Chugai Pharmaceutical's Evrysdi (risdiplam) has received approval from the Japanese Ministry of Health, Labour and Welfare (MHLW) for an expanded indication to include pre-symptomatic spinal muscular atrophy (SMA) and for use in infants under two months of age. This approval marks a significant advancement in the treatment landscape for SMA, allowing for earlier intervention and potentially improved outcomes for affected individuals.
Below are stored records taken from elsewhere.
use image::GenericImageView;
use mandelterm::bitmap::{self, BitmapOptions, ScanOrder};
use mandelterm::export::{self, ExportJob, Format};
use mandelterm::{EscapeParams, EscapeResult, EscapeTime, Scheduler, Viewport};
use std::fs::{self, File};
use tempfile::tempdir;

fn classic() -> Viewport {
    Viewport::new(-2.0, 1.0, -1.5, 1.5, 0.75).unwrap()
}

#[test]
fn bitmap_header_matches_the_grid() {
    let dir = tempdir().unwrap();
    let path = dir.path().join("grid.bmp");
    let grid = Scheduler::new(2)
        .render(&classic(), 4, 4, EscapeParams::new(50, 2.0), &EscapeTime)
        .unwrap();
    export::write_image(&path, &grid, Format::Bitmap, BitmapOptions::default()).unwrap();

    let header = bitmap::read_header(&mut File::open(&path).unwrap()).unwrap();
    assert_eq!(header.width, 4);
    assert_eq!(header.height, 4);
    let length = fs::metadata(&path).unwrap().len();
    assert_eq!(length - u64::from(header.pixel_offset), 4 * 4 * 3);
}

#[test]
fn exported_frames_are_square_and_complete() {
    let dir = tempdir().unwrap();
    let path = dir.path().join("export.bmp");
    let job = ExportJob {
        path: &path,
        format: Format::Bitmap,
        options: BitmapOptions {
            scan_order: ScanOrder::TopDown,
            ..BitmapOptions::default()
        },
        resolution: 64,
        params: EscapeParams::EXPORT,
    };
    let viewport = Viewport::fit(82, 24).unwrap();
    let frame = export::export(&viewport, &job, &Scheduler::new(3), &EscapeTime).unwrap();
    assert_eq!((frame.rows, frame.columns), (64, 64));

    let bytes = fs::read(&path).unwrap();
    let header = bitmap::read_header(&mut &bytes[..]).unwrap();
    assert_eq!((header.width, header.height), (64, 64));
    assert_eq!(bytes.len(), 54 + 64 * 64 * 3);

    // Row 0 is written first and is the top of the frame; compare a
    // sample against a direct evaluation.
    let grid = frame.render(&Scheduler::new(1), EscapeParams::EXPORT, &EscapeTime).unwrap();
    let expected = grid.get(0, 10).map(EscapeResult::as_byte).unwrap();
    assert_eq!(bytes[54 + 10 * 3], expected);
}

#[test]
fn graymaps_are_written_through_the_image_crate() {
    let dir = tempdir().unwrap();
    let path = dir.path().join("export.pgm");
    let grid = Scheduler::new(2)
        .render(&classic(), 4, 4, EscapeParams::new(50, 2.0), &EscapeTime)
        .unwrap();
    export::write_image(&path, &grid, Format::Pnm, BitmapOptions::default()).unwrap();

    let img = image::open(&path).unwrap();
    assert_eq!(img.dimensions(), (4, 4));
    let gray = img.to_luma();
    assert_eq!(gray.get_pixel(0, 0)[0], grid.get(0, 0).unwrap().as_byte());
    assert_eq!(gray.get_pixel(2, 2)[0], 0);
}

#[test]
fn unwritable_destinations_fail_cleanly() {
    let dir = tempdir().unwrap();
    let path = dir.path().join("missing").join("export.bmp");
    let grid = Scheduler::new(1)
        .render(&classic(), 4, 4, EscapeParams::new(50, 2.0), &EscapeTime)
        .unwrap();
    match export::write_image(&path, &grid, Format::Bitmap, BitmapOptions::default()) {
        Err(mandelterm::Error::ContainerWriteFailure(_)) => {}
        other => panic!("expected a write failure, got {:?}", other),
    }
}
//! The handful of complex-number operations the escape loop needs.
//! These are written out longhand rather than leaning on the
//! operator overloads of `num::Complex` so that the arithmetic the
//! renderer performs is exactly the arithmetic written here.

use num::Complex;

/// Componentwise sum.
#[inline]
pub fn add(a: Complex<f64>, b: Complex<f64>) -> Complex<f64> {
    Complex::new(a.re + b.re, a.im + b.im)
}

/// Standard complex product.
#[inline]
pub fn multiply(a: Complex<f64>, b: Complex<f64>) -> Complex<f64> {
    Complex::new(a.re * b.re - a.im * b.im, a.re * b.im + a.im * b.re)
}

/// The square of the modulus.  Comparing this against the square of
/// a threshold spares us a square root on every iteration.
#[inline]
pub fn squared_magnitude(a: Complex<f64>) -> f64 {
    a.re * a.re + a.im * a.im
}

#[cfg(test)]
mod tests {
    use super::*;
    use rand::distributions::{Distribution, Uniform};
    use rand::prelude::*;

    fn samples(count: usize) -> Vec<Complex<f64>> {
        let range = Uniform::new_inclusive(-4.0_f64, 4.0_f64);
        let mut rng = StdRng::seed_from_u64(0x5eed);
        (0..count)
            .map(|_| Complex::new(range.sample(&mut rng), range.sample(&mut rng)))
            .collect()
    }

    #[test]
    fn multiply_matches_the_textbook_product() {
        let p = multiply(Complex::new(1.0, 2.0), Complex::new(3.0, -1.0));
        assert_eq!(p, Complex::new(5.0, 5.0));
        let i = Complex::new(0.0, 1.0);
        assert_eq!(multiply(i, i), Complex::new(-1.0, 0.0));
    }

    #[test]
    fn multiply_commutes() {
        let points = samples(200);
        for pair in points.chunks(2) {
            assert_eq!(multiply(pair[0], pair[1]), multiply(pair[1], pair[0]));
        }
    }

    #[test]
    fn doubling_quadruples_the_squared_magnitude() {
        for a in samples(100) {
            let doubled = squared_magnitude(add(a, a));
            let expected = 4.0 * squared_magnitude(a);
            assert!((doubled - expected).abs() <= 1e-12 * expected.max(1.0));
        }
    }

    #[test]
    fn squared_magnitude_of_three_four_is_twenty_five() {
        assert_eq!(squared_magnitude(Complex::new(3.0, -4.0)), 25.0);
    }
}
The approval is based on data from the Phase II RAINBOWFISH study (NCT03779334), an open-label, single-arm, multicenter trial that evaluated the efficacy, safety, pharmacokinetics, and pharmacodynamics of Evrysdi in infants (up to 6 weeks of age at first dose) with genetically diagnosed SMA who had not yet developed symptoms. The study included infants with two or more copies of the SMN2 gene, with lower copy numbers generally correlating with more severe disease.
RAINBOWFISH Study Details
The RAINBOWFISH study's primary endpoint was the proportion of infants who could sit without support for at least 5 seconds at 12 months, as assessed by the Bayley Scales of Infant and Toddler Development - Third Edition (BSID-III) gross motor scale. While specific data from the RAINBOWFISH study were not detailed in the announcement, the approval indicates that the results were compelling enough to warrant the expanded indication.
Clinical Significance
"We are very pleased that with this approval, we can now deliver Evrysdi to people with SMA of all ages after birth, regardless of symptom onset," said Chugai’s President and CEO, Dr. Osamu Okuda. He emphasized the importance of early intervention in SMA treatment, stating, "SMA treatment is expected to maximize its effect when intervention begins at an earlier stage. We are confident that this approval will allow Evrysdi to contribute even more to SMA treatment."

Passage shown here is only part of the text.